Requirement -
Provide only the number of lines in the following data that contain "their".

[Saved entries]
--------------------

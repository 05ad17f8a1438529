//! Chunked object CRUD.
//!
//! An object is an ordered sequence of rows carrying at most [`CHUNK_SIZE`]
//! bytes each. Chunk 0 carries the full metadata plus the denormalised
//! `depth`/`parent` listing columns; later chunks carry only bytes with
//! zeroed metadata so the filtered indexes stay compact.

use chrono::Utc;
use md5::{Digest, Md5};
use rusqlite::{params, Connection, OptionalExtension};

use super::{format_ts, keys, parse_ts, StoreError, CHUNK_SIZE};
use crate::types::ObjectMeta;

/// Store a whole object, replacing any previous object at the same key.
/// Delete-then-insert inside one transaction is the atomicity primitive:
/// a concurrent reader sees either the prior object or the new one.
pub fn put_object(
    conn: &mut Connection,
    bucket: &str,
    key: &str,
    data: &[u8],
    content_type: &str,
) -> Result<ObjectMeta, StoreError> {
    let etag = hex::encode(Md5::digest(data));
    let now = Utc::now();

    let tx = conn.transaction()?;
    delete_rows(&tx, bucket, key)?;
    insert_chunks(&tx, bucket, key, data, &etag, &format_ts(now), content_type)?;
    tx.commit()?;

    Ok(ObjectMeta {
        size: data.len() as u64,
        etag,
        last_modified: now,
        content_type: content_type.to_string(),
    })
}

/// Insert the chunk rows for one object. Callers delete prior rows first.
fn insert_chunks(
    conn: &Connection,
    bucket: &str,
    key: &str,
    data: &[u8],
    etag: &str,
    last_modified: &str,
    content_type: &str,
) -> Result<(), StoreError> {
    let head = &data[..data.len().min(CHUNK_SIZE)];
    conn.execute(
        "INSERT INTO objects
             (bucket, key, chunk_index, size, etag, last_modified, content_type, data, depth, parent)
         VALUES (?, ?, 0, ?, ?, ?, ?, ?, ?, ?)",
        params![
            bucket,
            key,
            data.len() as i64,
            etag,
            last_modified,
            content_type,
            head,
            keys::depth(key),
            keys::parent(key),
        ],
    )?;

    let mut chunk_index = 1i64;
    let mut offset = CHUNK_SIZE;
    while offset < data.len() {
        let end = (offset + CHUNK_SIZE).min(data.len());
        conn.execute(
            "INSERT INTO objects (bucket, key, chunk_index, data) VALUES (?, ?, ?, ?)",
            params![bucket, key, chunk_index, &data[offset..end]],
        )?;
        chunk_index += 1;
        offset = end;
    }

    Ok(())
}

/// Read the chunk-0 metadata, or `None` when the key does not exist.
pub fn get_meta(
    conn: &Connection,
    bucket: &str,
    key: &str,
) -> Result<Option<ObjectMeta>, StoreError> {
    let row = conn
        .query_row(
            "SELECT size, etag, last_modified, content_type FROM objects
             WHERE bucket = ? AND key = ? AND chunk_index = 0",
            params![bucket, key],
            |row| {
                Ok((
                    row.get::<_, i64>(0)?,
                    row.get::<_, String>(1)?,
                    row.get::<_, String>(2)?,
                    row.get::<_, String>(3)?,
                ))
            },
        )
        .optional()?;

    match row {
        None => Ok(None),
        Some((size, etag, last_modified, content_type)) => Ok(Some(ObjectMeta {
            size: size as u64,
            etag,
            last_modified: parse_ts(&last_modified)?,
            content_type,
        })),
    }
}

/// Read metadata and the full body, concatenating chunks in index order.
pub fn get_object(
    conn: &Connection,
    bucket: &str,
    key: &str,
) -> Result<Option<(ObjectMeta, Vec<u8>)>, StoreError> {
    let Some(meta) = get_meta(conn, bucket, key)? else {
        return Ok(None);
    };

    let mut body = Vec::with_capacity(meta.size as usize);
    let mut stmt = conn.prepare(
        "SELECT data FROM objects WHERE bucket = ? AND key = ? ORDER BY chunk_index",
    )?;
    let chunks = stmt.query_map(params![bucket, key], |row| row.get::<_, Vec<u8>>(0))?;
    for chunk in chunks {
        body.extend_from_slice(&chunk?);
    }

    Ok(Some((meta, body)))
}

/// Delete every row of an object. Returns the number of rows removed;
/// deleting an absent key is not an error.
pub fn delete_object(conn: &Connection, bucket: &str, key: &str) -> Result<usize, StoreError> {
    Ok(delete_rows(conn, bucket, key)?)
}

fn delete_rows(conn: &Connection, bucket: &str, key: &str) -> rusqlite::Result<usize> {
    conn.execute(
        "DELETE FROM objects WHERE bucket = ? AND key = ?",
        params![bucket, key],
    )
}

/// Copy a whole object within the bucket, chunk by chunk. The destination
/// gets a fresh `last_modified` and its own `depth`/`parent`; `size`,
/// `etag` and `content_type` carry over from the source. Returns `None`
/// when the source does not exist.
///
/// Chunks are buffered before the destination is replaced so that copying
/// a key onto itself cannot lose the object.
pub fn copy_object(
    conn: &mut Connection,
    bucket: &str,
    src_key: &str,
    dst_key: &str,
) -> Result<Option<ObjectMeta>, StoreError> {
    let Some(src_meta) = get_meta(conn, bucket, src_key)? else {
        return Ok(None);
    };

    let chunks: Vec<Vec<u8>> = {
        let mut stmt = conn.prepare(
            "SELECT data FROM objects WHERE bucket = ? AND key = ? ORDER BY chunk_index",
        )?;
        let rows = stmt.query_map(params![bucket, src_key], |row| row.get(0))?;
        rows.collect::<Result<_, _>>()?
    };

    let now = Utc::now();
    let ts = format_ts(now);

    let tx = conn.transaction()?;
    delete_rows(&tx, bucket, dst_key)?;
    for (chunk_index, data) in chunks.iter().enumerate() {
        if chunk_index == 0 {
            tx.execute(
                "INSERT INTO objects
                     (bucket, key, chunk_index, size, etag, last_modified, content_type, data, depth, parent)
                 VALUES (?, ?, 0, ?, ?, ?, ?, ?, ?, ?)",
                params![
                    bucket,
                    dst_key,
                    src_meta.size as i64,
                    src_meta.etag,
                    ts,
                    src_meta.content_type,
                    data,
                    keys::depth(dst_key),
                    keys::parent(dst_key),
                ],
            )?;
        } else {
            tx.execute(
                "INSERT INTO objects (bucket, key, chunk_index, data) VALUES (?, ?, ?, ?)",
                params![bucket, dst_key, chunk_index as i64, data],
            )?;
        }
    }
    tx.commit()?;

    Ok(Some(ObjectMeta {
        last_modified: now,
        ..src_meta
    }))
}
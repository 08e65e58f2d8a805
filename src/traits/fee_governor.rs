//! Governance collaborator boundary.

use crate::domain::{Address, Bps};

/// Source of the mutable protocol-fee parameters.
///
/// The swap fee is fixed per pool at creation; the protocol's cut of
/// fee revenue and its recipient are governance-controlled and read
/// fresh at the start of every mint and burn. A governor returning
/// [`Bps::ZERO`](crate::domain::Bps) disables protocol-fee skimming
/// without touching pool state.
pub trait FeeGovernor {
    /// The protocol's current share of fee revenue, in basis points of
    /// invariant growth (see the fee engine for the exact formula).
    fn protocol_fee_bps(&self) -> Bps;

    /// The address credited with freshly minted fee-share liquidity
    /// tokens.
    fn protocol_fee_recipient(&self) -> Address;
}
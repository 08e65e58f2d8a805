//! Basis-point fee rates.

use core::fmt;

use super::{Rounding, Shares};
use crate::error::{AmmError, Result};

/// The basis-point denominator: 10 000 bps = 100%.
pub const MAX_FEE: u32 = 10_000;

/// A fee rate expressed in basis points (1 bp = 0.01%).
///
/// Swap fees are fixed at pool creation and must not exceed
/// [`MAX_FEE`]; protocol fees are pulled from governance per operation
/// and validated the same way.
///
/// # Examples
///
/// ```
/// use tidepool::domain::{Bps, Rounding, Shares};
///
/// let fee = Bps::new(30); // 0.30%
/// let cut = fee.apply(Shares::new(10_000), Rounding::Down).unwrap();
/// assert_eq!(cut, Shares::new(30));
/// ```
#[derive(Debug, Clone, Copy, PartialEq, Eq, PartialOrd, Ord, Hash, Default)]
pub struct Bps(u32);

impl Bps {
    /// Zero basis points (0%).
    pub const ZERO: Self = Self(0);

    /// 100% expressed in basis points.
    pub const MAX: Self = Self(MAX_FEE);

    /// Creates a new `Bps` from a raw `u32` value.
    pub const fn new(value: u32) -> Self {
        Self(value)
    }

    /// Returns the underlying `u32` value.
    #[must_use]
    pub const fn get(&self) -> u32 {
        self.0
    }

    /// Returns `true` if the rate is a valid fee (`0..=10_000`).
    #[must_use]
    pub const fn is_valid_fee(&self) -> bool {
        self.0 <= MAX_FEE
    }

    /// Returns `MAX_FEE - self`, the trader-retained portion of a fee.
    ///
    /// Only meaningful for valid fees; saturates at zero otherwise.
    #[must_use]
    pub const fn complement(&self) -> u32 {
        MAX_FEE.saturating_sub(self.0)
    }

    /// Computes `quantity * self / 10_000` with explicit rounding.
    ///
    /// # Errors
    ///
    /// Returns [`AmmError::Overflow`] if the intermediate multiplication
    /// overflows `u128`.
    pub const fn apply(&self, quantity: Shares, rounding: Rounding) -> Result<Shares> {
        let bps = self.0 as u128;
        let product = match quantity.get().checked_mul(bps) {
            Some(v) => v,
            None => return Err(AmmError::Overflow("bps apply overflow")),
        };
        let divisor = MAX_FEE as u128;
        let q = product / divisor;
        let r = product % divisor;
        match rounding {
            Rounding::Down => Ok(Shares::new(q)),
            Rounding::Up => {
                if r != 0 {
                    Ok(Shares::new(q + 1))
                } else {
                    Ok(Shares::new(q))
                }
            }
        }
    }
}

impl fmt::Display for Bps {
    fn fmt(&self, f: &mut fmt::Formatter<'_>) -> fmt::Result {
        write!(f, "{}bp", self.0)
    }
}
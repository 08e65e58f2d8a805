//! Pool configuration.

use crate::domain::{AssetPair, Bps};
use crate::error::{AmmError, Result};

/// The immutable parameters a pool is created with.
///
/// Asset validation (distinct, non-zero addresses) happens at
/// [`AssetPair`] construction; the remaining creation-time checks live
/// in [`PoolConfig::validate`]. The swap fee is fixed for the pool's
/// lifetime — only the protocol's cut of it is governance-mutable.
///
/// # Examples
///
/// ```
/// use tidepool::config::PoolConfig;
/// use tidepool::domain::{Address, Asset, AssetPair, Bps, Decimals};
///
/// let a = Asset::new(Address::from_bytes([1u8; 32]), Decimals::new(6).expect("valid"));
/// let b = Asset::new(Address::from_bytes([2u8; 32]), Decimals::new(18).expect("valid"));
/// let pair = AssetPair::new(a, b).expect("distinct");
///
/// let config = PoolConfig::new(pair, Bps::new(30), true).expect("valid");
/// assert_eq!(config.swap_fee(), Bps::new(30));
/// ```
#[derive(Debug, Clone, Copy, PartialEq, Eq)]
pub struct PoolConfig {
    assets: AssetPair,
    swap_fee: Bps,
    track_time_weighted_prices: bool,
}

impl PoolConfig {
    /// Creates a new `PoolConfig`.
    ///
    /// # Errors
    ///
    /// Returns [`AmmError::InvalidConfiguration`] if the swap fee
    /// exceeds 100%.
    pub fn new(assets: AssetPair, swap_fee: Bps, track_time_weighted_prices: bool) -> Result<Self> {
        let config = Self {
            assets,
            swap_fee,
            track_time_weighted_prices,
        };
        config.validate()?;
        Ok(config)
    }

    /// Validates all configuration invariants.
    ///
    /// # Errors
    ///
    /// Returns [`AmmError::InvalidConfiguration`] if the swap fee
    /// exceeds 100%.
    pub fn validate(&self) -> Result<()> {
        if !self.swap_fee.is_valid_fee() {
            return Err(AmmError::InvalidConfiguration("swap fee exceeds maximum"));
        }
        Ok(())
    }

    /// Returns the asset pair.
    #[must_use]
    pub const fn assets(&self) -> &AssetPair {
        &self.assets
    }

    /// Returns the swap fee.
    #[must_use]
    pub const fn swap_fee(&self) -> Bps {
        self.swap_fee
    }

    /// Returns whether the pool maintains time-weighted price
    /// accumulators.
    #[must_use]
    pub const fn track_time_weighted_prices(&self) -> bool {
        self.track_time_weighted_prices
    }
}
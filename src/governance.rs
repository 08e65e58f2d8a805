//! Governance parameter sources.

use crate::domain::{Address, Bps};
use crate::error::{AmmError, Result};
use crate::traits::FeeGovernor;

/// A [`FeeGovernor`] with fixed parameters.
///
/// Suitable for tests and for deployments where protocol-fee changes go
/// through redeployment rather than live governance. The rate is
/// validated once at construction; pools can then trust every read.
///
/// # Examples
///
/// ```
/// use tidepool::domain::{Address, Bps};
/// use tidepool::governance::FlatFeeGovernor;
/// use tidepool::traits::FeeGovernor;
///
/// let treasury = Address::from_bytes([7u8; 32]);
/// let governor = FlatFeeGovernor::new(Bps::new(1_667), treasury).unwrap();
/// assert_eq!(governor.protocol_fee_bps(), Bps::new(1_667));
/// ```
#[derive(Debug, Clone, Copy, PartialEq, Eq)]
pub struct FlatFeeGovernor {
    fee: Bps,
    recipient: Address,
}

impl FlatFeeGovernor {
    /// Creates a governor with a fixed fee and recipient.
    ///
    /// # Errors
    ///
    /// Returns [`AmmError::InvalidConfiguration`] if `fee` exceeds
    /// 100% or if a non-zero fee pays out to the zero address.
    pub fn new(fee: Bps, recipient: Address) -> Result<Self> {
        if !fee.is_valid_fee() {
            return Err(AmmError::InvalidConfiguration(
                "protocol fee exceeds maximum",
            ));
        }
        if fee.get() != 0 && recipient.is_zero() {
            return Err(AmmError::InvalidConfiguration(
                "protocol fee recipient must be non-zero",
            ));
        }
        Ok(Self { fee, recipient })
    }

    /// A governor that charges no protocol fee.
    #[must_use]
    pub const fn disabled() -> Self {
        Self {
            fee: Bps::ZERO,
            recipient: Address::ZERO,
        }
    }
}

impl FeeGovernor for FlatFeeGovernor {
    fn protocol_fee_bps(&self) -> Bps {
        self.fee
    }

    fn protocol_fee_recipient(&self) -> Address {
        self.recipient
    }
}
//! Stable-swap pool (`x·y·(x² + y²) = k`).
//!
//! Designed for tightly correlated assets: the quartic invariant is
//! flat near balanced reserves, so trades close to parity pay almost no
//! slippage, and steepens sharply as the pool drains to one side.
//!
//! Unlike the constant-product curve there is no closed form for the
//! output side, so swaps normalise both reserves to 18-decimal fixed
//! point and invert the curve with the bounded Newton solver in
//! [`crate::math::stable`]. A solve that exhausts its iteration cap
//! still produces the best-estimate output — determinism over failure —
//! and bumps [`StablePool::solver_misses`] so the condition is
//! observable from outside.

use ethereum_types::U256;
use tracing::{debug, warn};

use super::events::PoolEvent;
use super::fees::protocol_fee_share;
use super::guard::Guard;
use super::reserves::{ReserveState, MAX_RESERVE};
use super::MINIMUM_LIQUIDITY;
use crate::config::PoolConfig;
use crate::domain::{Address, Amount, AssetPair, Decimals, Liquidity, Rounding, Shares};
use crate::error::{AmmError, Result};
use crate::lp::LpLedger;
use crate::math::{from_wad, isqrt, mul_div, solve_y, stable_k, to_u128, to_wad};
use crate::traits::{CurvePool, CustodyLedger, FeeGovernor, OpContext, ReserveSnapshot, Withdrawal};

/// A two-asset stable-swap pool over a custody ledger.
///
/// Carries the same accounting state as the constant-product pool plus
/// a diagnostic counter for Newton iterations that hit the cap.
#[derive(Debug, Clone)]
pub struct StablePool {
    address: Address,
    config: PoolConfig,
    reserves: ReserveState,
    lp: LpLedger,
    k_last: U256,
    guard: Guard,
    events: Vec<PoolEvent>,
    solver_misses: u64,
}
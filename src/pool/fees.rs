//! Protocol-fee skimming.
//!
//! Swap fees stay in the reserves, which makes the curve invariant grow
//! with trading activity. At the start of every mint and burn the pool
//! measures that growth since the last liquidity event and dilutes the
//! existing holders by exactly the protocol's share of it, minting
//! fresh liquidity tokens to the governance recipient. Deposits and
//! withdrawals themselves never generate a fee because the baseline is
//! re-recorded immediately after each of them.

use ethereum_types::{U256, U512};
use tracing::debug;

use crate::domain::{Bps, Liquidity, MAX_FEE};
use crate::error::{AmmError, Result};

/// Computes the fee-share liquidity owed to the protocol for invariant
/// growth from `k_last` to `k`.
///
/// ```text
/// share = supply · (k − k_last) · fee
///         ─────────────────────────────────────────
///         (MAX_FEE − fee) · k  +  fee · k_last
/// ```
///
/// Zero when no baseline is recorded (`k_last == 0`), when no growth
/// occurred, or when the fee is zero. Floor division throughout.
///
/// # Errors
///
/// Returns [`AmmError::Overflow`] if the share exceeds `u128`, or
/// [`AmmError::DivisionByZero`] if the denominator vanishes (only
/// possible when both `k` and `k_last` are zero, which the growth check
/// already excludes).
pub fn protocol_fee_share(
    k: U256,
    k_last: U256,
    supply: Liquidity,
    fee: Bps,
) -> Result<Liquidity> {
    if k_last.is_zero() || k <= k_last || fee.get() == 0 {
        return Ok(Liquidity::ZERO);
    }

    let growth = k - k_last;
    let fee_wide = U256::from(fee.get());
    let retained = U256::from(MAX_FEE - fee.get().min(MAX_FEE));

    // numerator = supply · fee · growth  — needs up to 512 bits.
    let scaled_supply = U256::from(supply.get())
        .checked_mul(fee_wide)
        .ok_or(AmmError::Overflow("fee numerator"))?;
    let numerator: U512 = scaled_supply.full_mul(growth);

    // denominator = (MAX_FEE − fee)·k + fee·k_last — fits 256 bits for
    // any k below 2^242.
    let denominator = retained
        .checked_mul(k)
        .and_then(|left| fee_wide.checked_mul(k_last).and_then(|r| left.checked_add(r)))
        .ok_or(AmmError::Overflow("fee denominator"))?;
    if denominator.is_zero() {
        return Err(AmmError::DivisionByZero);
    }

    let share = numerator / U512::from(denominator);
    let U512(ref limbs) = share;
    if limbs[2] | limbs[3] | limbs[4] | limbs[5] | limbs[6] | limbs[7] != 0 {
        return Err(AmmError::Overflow("fee share exceeds 128 bits"));
    }
    let share = u128::from(limbs[0]) | (u128::from(limbs[1]) << 64);

    if share != 0 {
        debug!(share, "protocol fee accrued");
    }
    Ok(Liquidity::new(share))
}

#[cfg(test)]
#[allow(clippy::panic)]
mod tests {
    use super::*;

    fn share(k: u128, k_last: u128, supply: u128, fee: u32) -> Liquidity {
        let Ok(s) = protocol_fee_share(
            U256::from(k),
            U256::from(k_last),
            Liquidity::new(supply),
            Bps::new(fee),
        ) else {
            panic!("expected Ok");
        };
        s
    }

    #[test]
    fn no_baseline_no_fee() {
        assert_eq!(share(1_000_000, 0, 9_000, 1_667), Liquidity::ZERO);
    }

    #[test]
    fn no_growth_no_fee() {
        assert_eq!(share(1_000_000, 1_000_000, 9_000, 1_667), Liquidity::ZERO);
        assert_eq!(share(900_000, 1_000_000, 9_000, 1_667), Liquidity::ZERO);
    }

    #[test]
    fn zero_fee_rate_no_fee() {
        assert_eq!(share(2_000_000, 1_000_000, 9_000, 0), Liquidity::ZERO);
    }

    #[test]
    fn exact_formula_floor() {
        // supply = 10_000, k: 100 -> 110, fee = 1_000 bps (10%).
        // numerator   = 10_000 · 10 · 1_000        = 100_000_000
        // denominator = 9_000 · 110 + 1_000 · 100  = 1_090_000
        // share       = floor(100_000_000 / 1_090_000) = 91
        assert_eq!(share(110, 100, 10_000, 1_000), Liquidity::new(91));
    }

    #[test]
    fn full_fee_takes_growth_fraction_of_baseline() {
        // fee = 100%: denominator collapses to MAX_FEE·k_last term.
        // supply·(k−k0)·10000 / (0·k + 10000·k0) = supply·(k−k0)/k0
        assert_eq!(share(200, 100, 1_000, 10_000), Liquidity::new(1_000));
    }

    #[test]
    fn grows_with_fee_rate() {
        let low = share(2_000_000, 1_000_000, 9_000, 500);
        let high = share(2_000_000, 1_000_000, 9_000, 5_000);
        assert!(high > low);
    }

    #[test]
    fn grows_with_invariant_growth() {
        let small = share(1_100_000, 1_000_000, 9_000, 1_667);
        let large = share(2_000_000, 1_000_000, 9_000, 1_667);
        assert!(large > small);
    }

    #[test]
    fn wide_invariants_still_exact() {
        // Constant-product invariants approach 2^224; the formula must
        // survive them without overflow.
        let k_last = U256::from(u128::MAX >> 8);
        let k = k_last * U256::from(2u64);
        let Ok(s) = protocol_fee_share(k, k_last, Liquidity::new(1_000_000), Bps::new(1_667))
        else {
            panic!("expected Ok");
        };
        assert!(!s.is_zero());
    }

    #[test]
    fn dust_growth_floors_to_zero() {
        // Tiny growth against a huge denominator floors away.
        assert_eq!(share(1_000_001, 1_000_000, 10, 30), Liquidity::ZERO);
    }
}
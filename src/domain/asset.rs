//! Asset identity.

use super::{Address, Decimals};

/// The identity of one pooled asset: its ledger address and the decimal
/// precision it is denominated in.
///
/// Decimals are fixed at pool creation. Two assets are equal only if
/// both address and decimals match.
///
/// # Examples
///
/// ```
/// use tidepool::domain::{Address, Asset, Decimals};
///
/// let usd = Asset::new(
///     Address::from_bytes([1u8; 32]),
///     Decimals::new(6).expect("valid"),
/// );
/// assert_eq!(usd.decimals().get(), 6);
/// ```
#[derive(Debug, Clone, Copy, PartialEq, Eq, Hash)]
pub struct Asset {
    address: Address,
    decimals: Decimals,
}

impl Asset {
    /// Creates a new `Asset`.
    ///
    /// Infallible: both components are validated at their own
    /// construction sites. Zero-address rejection happens at
    /// [`AssetPair`](super::AssetPair) construction.
    #[must_use]
    pub const fn new(address: Address, decimals: Decimals) -> Self {
        Self { address, decimals }
    }

    /// Returns the asset's ledger address.
    #[must_use]
    pub const fn address(&self) -> Address {
        self.address
    }

    /// Returns the asset's decimal precision.
    #[must_use]
    pub const fn decimals(&self) -> Decimals {
        self.decimals
    }
}
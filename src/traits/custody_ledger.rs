//! Custody ledger collaborator boundary.

use crate::domain::{Address, Amount, Rounding, Shares};
use crate::error::Result;

/// The external balance store that custodies every pool's assets.
///
/// The ledger tracks per-`(asset, owner)` balances in its own *share*
/// unit; shares may appreciate against native token amounts through
/// pooled-yield accounting, so the conversion is the ledger's to
/// define. Pools read their own balances at the start of each
/// operation, treat the snapshot as consistent for the rest of the
/// operation, and only ever move entries for their own two assets and
/// their own address.
///
/// Implementations must be deterministic: the engine assumes one
/// operation completes fully before the next begins, with no
/// interleaving mutation of ledger state.
pub trait CustodyLedger {
    /// Returns the share balance the ledger holds for `owner` in
    /// `asset`.
    fn balance_of(&self, asset: Address, owner: Address) -> Shares;

    /// Moves `shares` of `asset` from `from` to `to` inside the
    /// ledger, without unwrapping to native tokens.
    ///
    /// # Errors
    ///
    /// Returns [`AmmError::InsufficientBalance`](crate::error::AmmError)
    /// if `from` does not hold `shares`.
    fn transfer(&mut self, asset: Address, from: Address, to: Address, shares: Shares)
        -> Result<()>;

    /// Burns `shares` of `asset` from `from` and releases the
    /// corresponding native amount to `to` outside the ledger.
    ///
    /// Returns the `(amount, shares)` actually withdrawn.
    ///
    /// # Errors
    ///
    /// Returns [`AmmError::InsufficientBalance`](crate::error::AmmError)
    /// if `from` does not hold `shares`.
    fn withdraw(
        &mut self,
        asset: Address,
        from: Address,
        to: Address,
        shares: Shares,
    ) -> Result<(Amount, Shares)>;

    /// Converts `shares` of `asset` to a native token amount at the
    /// ledger's current rate, with the given rounding direction.
    ///
    /// # Errors
    ///
    /// Returns [`AmmError::Overflow`](crate::error::AmmError) if the
    /// amount exceeds the representable range.
    fn to_amount(&self, asset: Address, shares: Shares, rounding: Rounding) -> Result<Amount>;
}
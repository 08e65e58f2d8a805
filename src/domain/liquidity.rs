//! Liquidity-token units.

use core::fmt;

/// A quantity of liquidity tokens — the fungible claim on a pool's
/// reserves, minted on deposit and burned on withdrawal.
///
/// Distinct from [`Shares`](super::Shares): liquidity tokens are issued
/// by the pool itself, while shares are the custody ledger's unit for
/// the underlying assets.
#[derive(Debug, Clone, Copy, PartialEq, Eq, PartialOrd, Ord, Hash, Default)]
#[must_use]
pub struct Liquidity(u128);

impl Liquidity {
    /// No liquidity.
    pub const ZERO: Self = Self(0);

    /// Creates a new `Liquidity` from a raw `u128` value.
    pub const fn new(value: u128) -> Self {
        Self(value)
    }

    /// Returns the underlying `u128` value.
    #[must_use]
    pub const fn get(&self) -> u128 {
        self.0
    }

    /// Returns `true` if the quantity is zero.
    #[must_use]
    pub const fn is_zero(&self) -> bool {
        self.0 == 0
    }

    /// Checked addition. Returns `None` on overflow.
    #[must_use]
    pub const fn checked_add(&self, other: &Self) -> Option<Self> {
        match self.0.checked_add(other.0) {
            Some(v) => Some(Self(v)),
            None => None,
        }
    }

    /// Checked subtraction. Returns `None` on underflow.
    #[must_use]
    pub const fn checked_sub(&self, other: &Self) -> Option<Self> {
        match self.0.checked_sub(other.0) {
            Some(v) => Some(Self(v)),
            None => None,
        }
    }
}

impl fmt::Display for Liquidity {
    fn fmt(&self, f: &mut fmt::Formatter<'_>) -> fmt::Result {
        write!(f, "{}", self.0)
    }
}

--------------------

Answer to this problem -
4